For the data below, give again exactly the lines from the one containing "time this month." through the one containing "pub fn accrue(&self, usage: &mut", both ends included, and no others.

::: RECORD EXTRACTS

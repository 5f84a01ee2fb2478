//! Free-tier hour accounting for the quota-tracked provider.

use chrono::{DateTime, Utc};
use tracing::debug;

use failsafe_core::clock::elapsed_between;
use failsafe_core::config::QuotaConfig;
use failsafe_core::UsageStatus;

#[derive(Debug, Clone, PartialEq)]
pub enum UsageAction {
    Nothing,
    /// Crossed the warning threshold for the first time this month.
    Warn { hours_used: f64 },
    /// Crossed the switch threshold: move to `to` before the quota runs out.
    Switch { to: String, hours_used: f64 },
}

#[derive(Debug, Clone)]
pub struct UsageTracker {
    provider: String,
    quota: QuotaConfig,
    /// Where to go when the free tier is nearly exhausted.
    fallback: Option<String>,
}

impl UsageTracker {
    pub fn new(provider: &str, quota: QuotaConfig, fallback: Option<String>) -> Self {
        Self {
            provider: provider.to_string(),
            quota,
            fallback,
        }
    }

    pub fn provider(&self) -> &str {
        &self.provider
    }

    /// True once this month's usage has reached the switch threshold.
    pub fn exhausted(&self, usage: &UsageStatus) -> bool {
        usage.hours_used >= self.quota.switch_hours
    }

    pub fn fallback(&self) -> Option<&str> {
        self.fallback.as_deref()
    }

    /// Accrue time since the last check if `current` is the tracked
    /// provider, then decide whether to warn or switch.
    pub fn accrue(&self, usage: &mut UsageStatus, current: &str, now: DateTime<Utc>) -> UsageAction {
        let on_quota = current == self.provider;

        if on_quota && let Some(last) = usage.last_check {
            let hours = elapsed_between(last, now).as_secs_f64() / 3600.0;
            usage.hours_used = (usage.hours_used + hours).min(self.quota.monthly_hours);
        }
        usage.last_check = Some(now);

        if !on_quota {
            return UsageAction::Nothing;
        }
        debug!(provider = %self.provider, hours = usage.hours_used, "quota usage");

        if self.exhausted(usage)
            && let Some(to) = &self.fallback
        {
            return UsageAction::Switch {
                to: to.clone(),
                hours_used: usage.hours_used,
            };
        }

        if usage.hours_used >= self.quota.warning_hours && !usage.warned {
            usage.warned = true;
            return UsageAction::Warn {
                hours_used: usage.hours_used,
            };
        }

        UsageAction::Nothing
    }
}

::::::

**TASK SOLUTION:**
    /// Crossed the warning threshold for the first time this month.
    Warn { hours_used: f64 },
    /// Crossed the switch threshold: move to `to` before the quota runs out.
    Switch { to: String, hours_used: f64 },
}

#[derive(Debug, Clone)]
pub struct UsageTracker {
    provider: String,
    quota: QuotaConfig,
    /// Where to go when the free tier is nearly exhausted.
    fallback: Option<String>,
}

impl UsageTracker {
    pub fn new(provider: &str, quota: QuotaConfig, fallback: Option<String>) -> Self {
        Self {
            provider: provider.to_string(),
            quota,
            fallback,
        }
    }

    pub fn provider(&self) -> &str {
        &self.provider
    }

    /// True once this month's usage has reached the switch threshold.
    pub fn exhausted(&self, usage: &UsageStatus) -> bool {
        usage.hours_used >= self.quota.switch_hours
    }

    pub fn fallback(&self) -> Option<&str> {
        self.fallback.as_deref()
    }

    /// Accrue time since the last check if `current` is the tracked
    /// provider, then decide whether to warn or switch.
    pub fn accrue(&self, usage: &mut UsageStatus, current: &str, now: DateTime<Utc>) -> UsageAction {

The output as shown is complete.